Maturing wireless technology and low-cost IoT devices are enabling new kinds of approaches to conventional fields and applications. This project will design a system called IoTScope that aims to shine wireless signals on any object and identify the material properties by analyzing the reflected and refracted signals. Such a capability has the potential to impact many applications helpful to society. Soil moisture detection using drones can help predict crop yield and fertilizer requirement, thus benefitting precision agriculture. Detection of the caloric values of liquids and of water contamination have important health-care applications. Being able to distinguish humans, cars, and other objects can be useful in autonomous-driving and security applications. The project aims to tackle algorithmic and practical challenges in enabling material detection using wireless signals. The simulations, experimental data, and software libraries that will be developed in the project will be made available to students through mini-projects. Given the “Sci-Fi" like nature of this work, it is designed to naturally draw students towards research, while also teaching fundamental principles of wireless communications, signal processing, and wave-matter interaction.
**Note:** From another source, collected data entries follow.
use crate::translate::cursor::XmlEvent;
use crate::translate::vocabulary::TAG_HASH_TREE;

/// 子树范围跟踪器
///
/// 源格式把 "节点 X 的子节点" 放在 X 之后的同级容器标签里，
/// 容器可以任意嵌套。通过计数容器的开始/结束标签判断一棵
/// 逻辑子树何时被完整消费。
///
/// 前置条件：调用方必须把每个事件先交给 `enter_if_container_start`，
/// 再依赖 `exit_if_container_end` 的归零判断，两者不配对使用会错位。
#[derive(Debug, Default)]
pub struct ScopeTracker {
    depth: usize,
}

impl ScopeTracker {
    pub fn new() -> Self {
        Self::default()
    }

    /// 记一个已经被调用方消费掉的容器开始标签
    pub fn enter(&mut self) {
        self.depth += 1;
    }

    /// 事件是容器开始标签时加深一层
    pub fn enter_if_container_start(&mut self, event: &XmlEvent) {
        if event.is_start_of(TAG_HASH_TREE) {
            self.depth += 1;
        }
    }

    /// 事件是容器结束标签时退出一层
    ///
    /// 恰好在归零（逻辑子树被完整消费）时返回 true。
    pub fn exit_if_container_end(&mut self, event: &XmlEvent) -> bool {
        if event.is_end_of(TAG_HASH_TREE) {
            self.depth = self.depth.saturating_sub(1);
            self.depth == 0
        } else {
            false
        }
    }

    pub fn depth(&self) -> usize {
        self.depth
    }
}
//! Flat key-value persistence for tracked cities.
//!
//! Values are JSON strings. New keys may be added over time; readers treat
//! a missing key as empty and ignore keys they don't know.

use std::{
    collections::{BTreeMap, HashMap},
    fs,
    path::{Path, PathBuf},
};

use chrono::{DateTime, Utc};
use parking_lot::Mutex;
use serde::{Serialize, de::DeserializeOwned};

use crate::{
    error::StoreError,
    model::{City, Coordinates, normalize_name},
};

pub trait KeyValueStore: Send + Sync {
    fn get(&self, key: &str) -> Result<Option<String>, StoreError>;
    fn set(&self, key: &str, value: String) -> Result<(), StoreError>;
    fn delete(&self, key: &str) -> Result<(), StoreError>;
}

/// In-process store, used in tests and when persistence is disabled.
#[derive(Debug, Default)]
pub struct MemoryStore {
    entries: Mutex<HashMap<String, String>>,
}

impl MemoryStore {
    pub fn new() -> Self {
        Self::default()
    }
}

impl KeyValueStore for MemoryStore {
    fn get(&self, key: &str) -> Result<Option<String>, StoreError> {
        Ok(self.entries.lock().get(key).cloned())
    }

    fn set(&self, key: &str, value: String) -> Result<(), StoreError> {
        self.entries.lock().insert(key.to_string(), value);
        Ok(())
    }

    fn delete(&self, key: &str) -> Result<(), StoreError> {
        self.entries.lock().remove(key);
        Ok(())
    }
}

/// Store backed by a single JSON object on disk, rewritten on every change.
#[derive(Debug)]
pub struct FileStore {
    path: PathBuf,
    entries: Mutex<BTreeMap<String, String>>,
}

impl FileStore {
    /// Open (or lazily create) the store at `path`.
    pub fn open(path: impl Into<PathBuf>) -> Result<Self, StoreError> {
        let path = path.into();
        let entries = if path.exists() {
            let contents = fs::read_to_string(&path)
                .map_err(|source| StoreError::Io { path: path.clone(), source })?;
            if contents.trim().is_empty() {
                BTreeMap::new()
            } else {
                serde_json::from_str(&contents)?
            }
        } else {
            BTreeMap::new()
        };

        Ok(Self { path, entries: Mutex::new(entries) })
    }

    pub fn path(&self) -> &Path {
        &self.path
    }

    fn flush(&self, entries: &BTreeMap<String, String>) -> Result<(), StoreError> {
        let io_err = |source| StoreError::Io { path: self.path.clone(), source };

        if let Some(parent) = self.path.parent() {
            fs::create_dir_all(parent).map_err(io_err)?;
        }

        // Write-then-rename so a crash never leaves a half-written file.
        let tmp = self.path.with_extension("json.tmp");
        let json = serde_json::to_string_pretty(entries)?;
        fs::write(&tmp, json).map_err(io_err)?;
        fs::rename(&tmp, &self.path).map_err(io_err)?;
        Ok(())
    }
}

impl KeyValueStore for FileStore {
    fn get(&self, key: &str) -> Result<Option<String>, StoreError> {
        Ok(self.entries.lock().get(key).cloned())
    }

    fn set(&self, key: &str, value: String) -> Result<(), StoreError> {
        let mut entries = self.entries.lock();
        entries.insert(key.to_string(), value);
        self.flush(&entries)
    }

    fn delete(&self, key: &str) -> Result<(), StoreError> {
        let mut entries = self.entries.lock();
        if entries.remove(key).is_some() {
            self.flush(&entries)?;
        }
        Ok(())
    }
}

pub const CITY_NAMES_KEY: &str = "cityNames";
pub const CITY_COORDINATES_KEY: &str = "cityCoordinates";
pub const CITY_LAST_FETCHED_KEY: &str = "cityLastFetched";
/// Last fetched weather per city, so a restart can skip fresh cities.
pub const CITY_WEATHER_KEY: &str = "cityWeather";

type Snapshots = HashMap<String, serde_json::Value>;

/// A city as persisted: enough to rebuild the list and skip fresh fetches.
#[derive(Debug, Clone, PartialEq)]
pub struct CachedCity {
    pub name: String,
    pub coordinates: Coordinates,
    pub last_fetched: Option<DateTime<Utc>>,
    /// Weather from the last successful fetch, if it was stored and is readable.
    pub weather: Option<City>,
}

/// Typed view of the city keys in a [`KeyValueStore`].
pub struct CityCache {
    store: Box<dyn KeyValueStore>,
    // Serializes read-modify-write cycles across the city keys.
    write_lock: Mutex<()>,
}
The project attempts to harness the rich information inherent in wireless signals for detecting materials and enabling disruptive IoT applications. Detection can be challenging due to noisy data, wireless multipath (environmental reflections) and diffraction, complexity of material surface, arbitrary user mobility, etc. The specific research tasks are: (I) Fusion of physics models of signal-material interaction with measurements of reflected and refracted signals. This allows IoTScope to decouple signal entanglement with multipath with potentially higher accuracy than state-of-the art multipath deconvolution techniques. (II)Iterative hardware cancellation techniques for subtracting environmental multipath to amplify weak refracted signal. (III) Actuation/mobility based control of probing the material at various angles of incidence, antenna orientations, and frequencies to extract maximal spatial diversity with minimal overhead. (IV) To handle application-specific challenges in soil-moisture detection, the proposal exploits RF-vision fusion together with prior information about soil moisture properties.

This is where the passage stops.